Evaluation of the learning curve of pediatric kidney transplantation anesthesia

Background/aim: Pediatric kidney transplantation (PKT) anesthesia brings some different challenges than adult kidney transplantation (KT) anesthesia and there are still no studies analyzing the role of experience on PKT outcomes. In this study, we aimed to evaluate the anesthesia learning curve in pediatric kidney transplants performed in our institution and the effect of increasing experience on renal transplantation-related data. Materials and methods: Patients age ≤ 18 years who underwent KT were included in the study, while patients age >18 years were excluded. Patients were divided into 3 groups according to the date of transplant, as the first 10 patients in Group 1, the second 10 patients in Group 2, and the final 11 in Group 3. Groups were compared according to recorded data.
Results: Thirty-one patients were included in the study. Age, sex, and body mass index were matched between the 3 groups. The mean durations of dialysis were 75.0 ± 63.0, 22.4 ± 27.9, and 5.7 ± 4.5 months for Group 1, Group 2, and Group 3, respectively (p = 0.009). Blood loss, duration of postoperative mechanical ventilation, and length of stay in the intensive care unit (ICU) were comparable between the groups. The duration of anesthesia gradually shortened from Group 1 to Group 3 but there was no significant difference between the groups. The mean number of red blood cell (RBC) transfusion was 0.9 ± 0.7 unit in group 1. It decreased to a mean of 0.6 ± 0.7 unit for group 2, and afterward significant decrease occurred down to 0 for group 3 (p = 0.004).
Conclusion: Our results demonstrate that considering the decrease in preoperative dialysis duration and operative RBC transfusion, 20 patients may be enough for anesthesia competency. Transplantation anesthesia experience before PKT, anesthesia technique, and patient characteristics may differ between institutions. Therefore, further prospective studies with established learning curve goals, larger patient volumes, and more variables are needed to validate our results. This work is licensed under a Creative Commons Attribution 4.0 International License.

1. Introduction

End stage renal disease (ESRD) is the terminal stage of chronic kidney disease and the management options are hemodialysis, peritoneal dialysis or transplantation. Kidney transplantation (KT) is the most effective treatment modality in patients with ESRD. Over the past decade, a significant increase in survival rates after KT has been observed due to improvements in immunosuppressive medication, organ procurement, patient preparation, anesthesia, and surgical techniques. Consequently, there has been an increase in the number of kidney transplants performed [1,2].
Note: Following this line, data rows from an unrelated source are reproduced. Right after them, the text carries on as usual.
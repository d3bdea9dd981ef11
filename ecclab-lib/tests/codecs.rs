mod common;

use common::read_fixture;
use ecclab::fletcher::{BlockSize, FletcherConfig};
use ecclab::hamming::decode_report;
use ecclab::{Algorithm, DecodeResult, Diagnostic, Status};
use test_case::test_case;

fn fletcher(block_size: BlockSize) -> Algorithm {
    Algorithm::Fletcher(FletcherConfig::new(block_size))
}

#[test_case(Algorithm::Crc32, "crc32/hola_ok.txt", "hola")]
#[test_case(fletcher(BlockSize::Bits16), "fletcher/abcd_fletcher16.txt", "abcd")]
#[test_case(Algorithm::Fletcher16, "fletcher/abcde_fletcher8.txt", "abcde")]
#[test_case(fletcher(BlockSize::Bits8), "fletcher/abcde_fletcher8.txt", "abcde")]
#[test_case(Algorithm::Hamming, "hamming/hola_ok.txt", "Hola")]
fn clean_fixture_is_ok(alg: Algorithm, fixture: &str, expected: &str) {
    let zult = alg.decode(&read_fixture(fixture));
    assert_eq!(zult.status(), Status::Ok, "{fixture}: {zult:?}");
    assert_eq!(zult.payload().unwrap().to_ascii(), expected);
}

#[test_case(Algorithm::Crc32, "crc32/hola_err.txt")]
#[test_case(fletcher(BlockSize::Bits16), "fletcher/abcd_fletcher16_err.txt")]
fn corrupted_fixture_is_detected(alg: Algorithm, fixture: &str) {
    let zult = alg.decode(&read_fixture(fixture));
    assert_eq!(zult.status(), Status::Error);
    assert!(matches!(
        zult.diagnostic(),
        Some(Diagnostic::CrcMismatch { .. } | Diagnostic::FletcherMismatch { .. })
    ));
}

#[test]
fn fletcher_block_size_must_match_frame() {
    // a 16-bit block frame checked as 32-bit blocks fails its check
    let frame = read_fixture("fletcher/abcd_fletcher16.txt");
    assert_eq!(fletcher(BlockSize::Bits32).decode(&frame).status(), Status::Error);
}

#[test]
fn hamming_single_error_fixture() {
    let zult = decode_report(&read_fixture("hamming/hola_err1.txt"));
    assert_eq!(zult.n, 38);
    assert_eq!(zult.r, 6);
    match zult.result {
        DecodeResult::Fix {
            position,
            payload,
            corrected,
        } => {
            assert_eq!(position, 13);
            assert_eq!(payload.to_ascii(), "Hola");
            assert_eq!(corrected, read_fixture("hamming/hola_ok.txt"));
        }
        other => panic!("expected Fix, got {other:?}"),
    }
}

#[test]
fn hamming_double_error_fixture_is_miscorrected() {
    // positions 13 and 21 => syndrome 24, which names a valid position
    let zult = decode_report(&read_fixture("hamming/hola_err2.txt"));
    assert_eq!(zult.syndrome, 24);
    assert_eq!(zult.result.status(), Status::Fix);
    assert_ne!(zult.result.payload().unwrap().to_ascii(), "Hola");
}

#[test]
fn hamming_out_of_range_fixture_drops() {
    // positions 7 and 32 => syndrome 39 > 38
    let zult = decode_report(&read_fixture("hamming/hola_drop.txt"));
    assert_eq!(zult.syndrome, 39);
    assert_eq!(zult.result.status(), Status::Drop);
    assert_eq!(zult.result.payload().unwrap().len(), 32);
}
use std::io::{stdout, Write};

use anyhow::{bail, Context, Result};
use ecclab::{Algorithm, BitSequence, Status};
use handlebars::handlebars_helper;
use rand::rngs::StdRng;
use rand::{Rng, SeedableRng};
use rayon::prelude::*;
use serde::Serialize;
use tracing::{debug, info};

use crate::frame::Format;

pub struct Options {
    pub algorithms: Vec<Algorithm>,
    pub messages: usize,
    pub length: usize,
    pub noise: Vec<f64>,
    pub seed: u64,
}

impl Options {
    /// Reject options that would fail every trial.
    pub fn validate(&self) -> Result<()> {
        if self.length == 0 {
            bail!("message length must be at least 1 character");
        }
        if let Some(p) = self.noise.iter().find(|p| !(0.0..=1.0).contains(*p)) {
            bail!("noise level {p} is not a probability");
        }
        Ok(())
    }
}

/// Tally for one algorithm at one noise level.
#[derive(Default, Debug, Clone, PartialEq, Serialize)]
pub struct Cell {
    pub algorithm: String,
    pub noise: f64,
    pub total: usize,
    pub ok: usize,
    pub fix: usize,
    pub drop: usize,
    pub error: usize,
    /// Decoded as OK or FIX and the recovered text equals the message sent.
    pub success: usize,
    pub success_rate: f64,
}

impl Cell {
    fn add(&mut self, status: Status, success: bool) {
        self.total += 1;
        match status {
            Status::Ok => self.ok += 1,
            Status::Fix => self.fix += 1,
            Status::Drop => self.drop += 1,
            Status::Error => self.error += 1,
        }
        if success {
            self.success += 1;
        }
    }
}

#[derive(Debug, Clone, Serialize)]
pub struct Summary {
    pub seed: u64,
    pub messages: usize,
    pub length: usize,
    pub cells: Vec<Cell>,
}

/// Flip each bit of `frame` independently with probability `p`.
pub fn apply_noise<R: Rng>(frame: &BitSequence, p: f64, rng: &mut R) -> BitSequence {
    frame.iter().map(|bit| bit ^ rng.gen_bool(p)).collect()
}

pub fn random_message<R: Rng>(rng: &mut R, length: usize) -> String {
    (0..length)
        .map(|_| char::from(rng.gen_range(b'a'..=b'z')))
        .collect()
}

/// Run a single trial, returning the decode status and whether the original
/// message was recovered.
///
/// Trials seeded alike send the same message, so every algorithm and noise
/// level is measured against the same traffic.
fn trial(algorithm: &Algorithm, noise: f64, length: usize, seed: u64) -> Result<(Status, bool)> {
    let mut rng = StdRng::seed_from_u64(seed);
    let message = random_message(&mut rng, length);
    let frame = algorithm
        .encode(&BitSequence::from_ascii(&message))
        .with_context(|| format!("encoding with {algorithm}"))?;
    let received = apply_noise(&frame, noise, &mut rng);

    let zult = algorithm.decode(&received);
    // block padding decodes as trailing NULs
    let success = zult.is_ok()
        && zult
            .payload()
            .is_some_and(|payload| payload.to_ascii().trim_end_matches('\0') == message);
    Ok((zult.status(), success))
}

fn run_cell(algorithm: &Algorithm, noise: f64, opts: &Options) -> Result<Cell> {
    let outcomes = (0..opts.messages)
        .into_par_iter()
        .map(|idx| trial(algorithm, noise, opts.length, opts.seed.wrapping_add(idx as u64)))
        .collect::<Result<Vec<_>>>()?;

    let mut cell = Cell {
        algorithm: algorithm.to_string(),
        noise,
        ..Default::default()
    };
    for (status, success) in outcomes {
        cell.add(status, success);
    }
    if cell.total > 0 {
        cell.success_rate = cell.success as f64 / cell.total as f64;
    }
    debug!(
        algorithm = %algorithm,
        noise,
        ok = cell.ok,
        fix = cell.fix,
        drop = cell.drop,
        error = cell.error,
        "cell complete"
    );
    Ok(cell)
}

pub fn run(opts: &Options) -> Result<Summary> {
    let mut cells = Vec::with_capacity(opts.algorithms.len() * opts.noise.len());
    for algorithm in &opts.algorithms {
        for &noise in &opts.noise {
            cells.push(run_cell(algorithm, noise, opts)?);
        }
    }
    Ok(Summary {
        seed: opts.seed,
        messages: opts.messages,
        length: opts.length,
        cells,
    })
}

pub fn simulate(opts: &Options, format: &Format) -> Result<()> {
    opts.validate()?;
    info!(
        "simulating {} messages of {} chars per cell, seed {}",
        opts.messages, opts.length, opts.seed
    );
    let summary = run(opts)?;

    match format {
        Format::Json => {
            serde_json::to_writer_pretty(stdout(), &summary).context("serializing to json")?;
            writeln!(stdout()).context("writing to stdout")
        }
        Format::Text => {
            let data = render_text(&summary).context("rendering summary")?;
            stdout()
                .write_all(data.as_bytes())
                .context("writing to stdout")
        }
    }
}

fn render_text(summary: &Summary) -> Result<String> {
    handlebars_helper!(left_pad: |num: u64, v: Json| {
        let v = match v {
            serde_json::Value::String(s) => s.to_owned(),
            serde_json::Value::Null => String::new(),
            _ => v.to_string()
        };
        let width = usize::try_from(num).unwrap_or_default().max(v.len());
        format!("{v:>width$}")
    });
    handlebars_helper!(percent: |v: f64| format!("{:.1}%", v * 100.0));

    let mut hb = handlebars::Handlebars::new();
    hb.register_helper("lpad", Box::new(left_pad));
    hb.register_helper("pct", Box::new(percent));
    hb.register_template_string("summary", TEXT_TEMPLATE)
        .context("registering template")?;

    hb.render("summary", summary).context("rendering text")
}

const TEXT_TEMPLATE: &str = r"Messages: {{ messages }} x {{ length }} chars
Seed:     {{ seed }}
---------------------------------------------------------------------------
   Algorithm    Noise     Total        OK       FIX      DROP     ERROR   Success
---------------------------------------------------------------------------
{{ #each cells }}{{ lpad 12 algorithm }}  {{ lpad 7 noise }}  {{ lpad 8 total }}  {{ lpad 8 ok }}  {{ lpad 8 fix }}  {{ lpad 8 drop }}  {{ lpad 8 error }}  {{ lpad 8 (pct success_rate) }}
{{/each }}
";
ESRD is a rare condition in pediatric age group. In Europe, pediatric kidney transplantation (PKT) accounts for only about 4% of all transplantations performed [3]. In pediatric patients, KT can cause significant changes in the patient’s hemodynamics due to pre-existing chronic diseases, a large incision, and placement of a relatively big donor kidney. All these factors increase the complexity of anesthesia management. The outcomes of a transplantation can be influenced by various factors including anesthesia, surgical skills and experience, standardization of the procedure, and the quality of training.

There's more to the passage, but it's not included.